If you want to meet new people but you’re not sure how, then I would suggest trying one of the Campus Life events, or attending a society event in-person or online. Walk and Talk by Connect@Bangor is a fantastic opportunity to meet new people, make friends, and get outdoors.
Talk about it
Talking about your worries, fears and anxieties to others will help clear your mind. When you’re anxious and panicking your brain feels like it’s racing at 1,000 miles per hour, but talking about it can make things feel instantly more manageable. You could talk about how you’re feeling to your friends or family back home, or arrange to chat with one of the Halls Mentors. They’re really friendly and they’re there to chat with you about any worries or concerns you might have.
According to mentalhealth.org, in 2013, there were 8.2 million cases of anxiety in the UK. Lots of people have experienced anxiety, or know somebody who has, so sharing how you feel with others can really make you feel less alone.
Don’t be afraid to say no
People won’t think you’re rude if you decline going on a night out or to a social event with them. But rather than saying no to things and leaving it at that, perhaps you could thank them for thinking of you, and suggest you could do something else with them another time which is more in your comfort zone like going for a coffee or going on a walk.
Distraction is also one of the best methods in helping to control anxiety. Here is how I distract myself when I’m feeling anxious …

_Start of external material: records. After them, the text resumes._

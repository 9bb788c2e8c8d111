use crate::position::Position;
use serde::Deserialize;
use serde::Serialize;
use thiserror::Error;

/// Extraction failure recorded on a file's index entry.
#[derive(Debug, Clone, PartialEq, Eq, Error, Serialize, Deserialize)]
#[error("{message}")]
pub struct ParseError {
    pub message: String,

    /// First offending location, when the parser reports one.
    pub position: Option<Position>,
}

impl ParseError {
    pub fn new(message: impl Into<String>) -> Self {
        Self {
            message: message.into(),
            position: None,
        }
    }

    pub fn at(message: impl Into<String>, position: Position) -> Self {
        Self {
            message: message.into(),
            position: Some(position),
        }
    }
}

Walking and jogging – Going on a solo walk, hike or jog is a great distraction from the world and your worries. Fresh air and the outdoors encourage your brain to think about different things, and when you’re living in Bangor, there are so many beautiful places to go on a walk locally. Studies have also shown that unused energy in the body can lead to symptoms of anxiety, so doing general exercise and burning off energy during the day can reduce your anxiety symptoms. Walking and jogging also helps your body breathe more efficiently, and prevents symptoms of hyperventilation and chest pains which are physical symptoms of anxiety.
Films and TV – I have a selection of films and TV shows that I have probably seen a thousand times already, but they calm my nerves and bring my heart rate down to a normal rate when I’m anxious. It’s usually Friends or Gavin and Stacey.
Get lost in a book – Reading is the perfect distraction from the real world, and also helps me reduce my screen time. Scientific studies show that having a lot of screen time can increase the anxiety levels in our brains.
Some of my favourite self-help books include: Happy by Fearne Cotton, Self-Love and Spiritual Alchemy by Dani Watson, and Everything I Know About Love by Dolly Alderton.
Mindfulness and meditation – I’ve done this for several years now and it’s really changed my life. Before bed I listen to Calm, which is a free app for sleep and meditation. I often find my anxiety and over thinking is exhausting (especially the physical symptoms), so a good night’s sleep is really important. More tips on how to sleep better at night can be found here.
1 Comment
Good advice, I would add a critical step that was missed and that is to also write out the negative. For someone who has deep rooted low self-esteem, the HEART work must be done and that means to face the fears. Digging for the origins to gain clarity because clarity breeds confidence.